Brief: Your job is to copy the data that follows exactly, every line included.

Supplied information:

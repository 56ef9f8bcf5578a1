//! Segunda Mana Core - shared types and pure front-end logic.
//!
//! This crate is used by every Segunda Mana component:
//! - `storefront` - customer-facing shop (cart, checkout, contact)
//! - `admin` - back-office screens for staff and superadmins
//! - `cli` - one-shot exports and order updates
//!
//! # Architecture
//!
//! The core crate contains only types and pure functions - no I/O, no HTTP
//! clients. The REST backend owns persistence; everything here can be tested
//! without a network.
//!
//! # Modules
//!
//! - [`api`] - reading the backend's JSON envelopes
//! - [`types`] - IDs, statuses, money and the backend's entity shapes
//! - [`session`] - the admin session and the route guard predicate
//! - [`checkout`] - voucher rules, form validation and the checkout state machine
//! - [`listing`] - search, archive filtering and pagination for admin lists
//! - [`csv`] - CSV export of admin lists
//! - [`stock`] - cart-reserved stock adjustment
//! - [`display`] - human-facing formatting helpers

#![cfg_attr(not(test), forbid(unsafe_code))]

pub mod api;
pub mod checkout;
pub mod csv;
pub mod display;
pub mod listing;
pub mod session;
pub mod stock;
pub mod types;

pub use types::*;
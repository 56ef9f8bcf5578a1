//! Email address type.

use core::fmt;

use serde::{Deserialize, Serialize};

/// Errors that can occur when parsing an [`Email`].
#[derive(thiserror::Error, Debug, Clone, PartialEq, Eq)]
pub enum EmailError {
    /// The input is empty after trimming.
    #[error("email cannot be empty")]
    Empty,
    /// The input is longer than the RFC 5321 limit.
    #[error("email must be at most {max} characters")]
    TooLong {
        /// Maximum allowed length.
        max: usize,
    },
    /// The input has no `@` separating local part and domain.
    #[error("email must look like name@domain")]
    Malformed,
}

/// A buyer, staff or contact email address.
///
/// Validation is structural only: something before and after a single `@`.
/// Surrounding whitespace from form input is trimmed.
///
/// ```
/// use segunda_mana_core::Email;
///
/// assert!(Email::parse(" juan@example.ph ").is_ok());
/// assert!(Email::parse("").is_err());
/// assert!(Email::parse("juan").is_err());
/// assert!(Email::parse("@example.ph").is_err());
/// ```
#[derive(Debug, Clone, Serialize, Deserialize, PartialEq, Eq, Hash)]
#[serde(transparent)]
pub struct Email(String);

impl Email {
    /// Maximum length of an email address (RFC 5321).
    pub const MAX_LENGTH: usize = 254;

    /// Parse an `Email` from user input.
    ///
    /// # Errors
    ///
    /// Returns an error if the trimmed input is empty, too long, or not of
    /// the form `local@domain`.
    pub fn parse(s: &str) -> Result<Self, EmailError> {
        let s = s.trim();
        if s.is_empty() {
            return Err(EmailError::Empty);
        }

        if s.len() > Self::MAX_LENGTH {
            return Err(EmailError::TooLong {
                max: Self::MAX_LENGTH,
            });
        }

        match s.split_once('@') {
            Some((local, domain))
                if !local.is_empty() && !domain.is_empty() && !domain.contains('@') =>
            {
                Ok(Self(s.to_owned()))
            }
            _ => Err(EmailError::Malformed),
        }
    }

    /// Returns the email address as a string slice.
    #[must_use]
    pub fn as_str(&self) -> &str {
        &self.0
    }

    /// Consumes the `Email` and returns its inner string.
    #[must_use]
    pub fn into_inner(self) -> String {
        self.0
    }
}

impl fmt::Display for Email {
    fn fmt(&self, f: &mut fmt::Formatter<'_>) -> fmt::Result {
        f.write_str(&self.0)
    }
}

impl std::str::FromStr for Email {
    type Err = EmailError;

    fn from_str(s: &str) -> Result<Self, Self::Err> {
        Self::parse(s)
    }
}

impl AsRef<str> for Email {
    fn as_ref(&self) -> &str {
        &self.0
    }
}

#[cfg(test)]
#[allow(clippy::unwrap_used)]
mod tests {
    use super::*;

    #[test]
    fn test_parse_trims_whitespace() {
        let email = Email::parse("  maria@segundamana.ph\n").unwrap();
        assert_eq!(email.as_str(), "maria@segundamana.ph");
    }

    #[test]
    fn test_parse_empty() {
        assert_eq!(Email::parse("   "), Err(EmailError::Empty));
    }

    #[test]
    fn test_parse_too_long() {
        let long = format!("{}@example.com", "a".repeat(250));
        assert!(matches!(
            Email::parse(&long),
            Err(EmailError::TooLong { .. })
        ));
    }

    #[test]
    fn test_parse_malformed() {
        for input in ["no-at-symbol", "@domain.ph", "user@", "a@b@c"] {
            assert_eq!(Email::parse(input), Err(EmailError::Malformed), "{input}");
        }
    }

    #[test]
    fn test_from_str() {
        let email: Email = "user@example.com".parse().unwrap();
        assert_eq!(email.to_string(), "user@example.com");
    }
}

Exercise response:
repository 56ef9f8bcf5578a1
//! Segunda Mana Core - shared types and pure front-end logic.
//!
//! This crate is used by every Segunda Mana component:
//! - `storefront` - customer-facing shop (cart, checkout, contact)
//! - `admin` - back-office screens for staff and superadmins
//! - `cli` - one-shot exports and order updates
//!
//! # Architecture
//!
//! The core crate contains only types and pure functions - no I/O, no HTTP
//! clients. The REST backend owns persistence; everything here can be tested
//! without a network.
//!
//! # Modules
//!
//! - [`api`] - reading the backend's JSON envelopes
//! - [`types`] - IDs, statuses, money and the backend's entity shapes
//! - [`session`] - the admin session and the route guard predicate
//! - [`checkout`] - voucher rules, form validation and the checkout state machine
//! - [`listing`] - search, archive filtering and pagination for admin lists
//! - [`csv`] - CSV export of admin lists
//! - [`stock`] - cart-reserved stock adjustment
//! - [`display`] - human-facing formatting helpers

#![cfg_attr(not(test), forbid(unsafe_code))]

pub mod api;
pub mod checkout;
pub mod csv;
pub mod display;
pub mod listing;
pub mod session;
pub mod stock;
pub mod types;

pub use types::*;
repository 56ef9f8bcf5578a1
//! Email address type.

use core::fmt;

use serde::{Deserialize, Serialize};

/// Errors that can occur when parsing an [`Email`].
#[derive(thiserror::Error, Debug, Clone, PartialEq, Eq)]
pub enum EmailError {
    /// The input is empty after trimming.
    #[error("email cannot be empty")]
    Empty,
    /// The input is longer than the RFC 5321 limit.
    #[error("email must be at most {max} characters")]
    TooLong {
        /// Maximum allowed length.
        max: usize,
    },
    /// The input has no `@` separating local part and domain.
    #[error("email must look like name@domain")]
    Malformed,
}

/// A buyer, staff or contact email address.
///
/// Validation is structural only: something before and after a single `@`.
/// Surrounding whitespace from form input is trimmed.
///
/// ```
/// use segunda_mana_core::Email;
///
/// assert!(Email::parse(" juan@example.ph ").is_ok());
/// assert!(Email::parse("").is_err());
/// assert!(Email::parse("juan").is_err());
/// assert!(Email::parse("@example.ph").is_err());
/// ```
#[derive(Debug, Clone, Serialize, Deserialize, PartialEq, Eq, Hash)]
#[serde(transparent)]
pub struct Email(String);

impl Email {
    /// Maximum length of an email address (RFC 5321).
    pub const MAX_LENGTH: usize = 254;

    /// Parse an `Email` from user input.
    ///
    /// # Errors
    ///
    /// Returns an error if the trimmed input is empty, too long, or not of
    /// the form `local@domain`.
    pub fn parse(s: &str) -> Result<Self, EmailError> {
        let s = s.trim();
        if s.is_empty() {
            return Err(EmailError::Empty);
        }

        if s.len() > Self::MAX_LENGTH {
            return Err(EmailError::TooLong {
                max: Self::MAX_LENGTH,
            });
        }

        match s.split_once('@') {
            Some((local, domain))
                if !local.is_empty() && !domain.is_empty() && !domain.contains('@') =>
            {
                Ok(Self(s.to_owned()))
            }
            _ => Err(EmailError::Malformed),
        }
    }

    /// Returns the email address as a string slice.
    #[must_use]
    pub fn as_str(&self) -> &str {
        &self.0
    }

    /// Consumes the `Email` and returns its inner string.
    #[must_use]
    pub fn into_inner(self) -> String {
        self.0
    }
}

impl fmt::Display for Email {
    fn fmt(&self, f: &mut fmt::Formatter<'_>) -> fmt::Result {
        f.write_str(&self.0)
    }
}

impl std::str::FromStr for Email {
    type Err = EmailError;

    fn from_str(s: &str) -> Result<Self, Self::Err> {
        Self::parse(s)
    }
}

impl AsRef<str> for Email {
    fn as_ref(&self) -> &str {
        &self.0
    }
}

#[cfg(test)]
#[allow(clippy::unwrap_used)]
mod tests {
    use super::*;

    #[test]
    fn test_parse_trims_whitespace() {
        let email = Email::parse("  maria@segundamana.ph\n").unwrap();
        assert_eq!(email.as_str(), "maria@segundamana.ph");
    }

    #[test]
    fn test_parse_empty() {
        assert_eq!(Email::parse("   "), Err(EmailError::Empty));
    }

    #[test]
    fn test_parse_too_long() {
        let long = format!("{}@example.com", "a".repeat(250));
        assert!(matches!(
            Email::parse(&long),
            Err(EmailError::TooLong { .. })
        ));
    }

    #[test]
    fn test_parse_malformed() {
        for input in ["no-at-symbol", "@domain.ph", "user@", "a@b@c"] {
            assert_eq!(Email::parse(input), Err(EmailError::Malformed), "{input}");
        }
    }

    #[test]
    fn test_from_str() {
        let email: Email = "user@example.com".parse().unwrap();
        assert_eq!(email.to_string(), "user@example.com");
    }
}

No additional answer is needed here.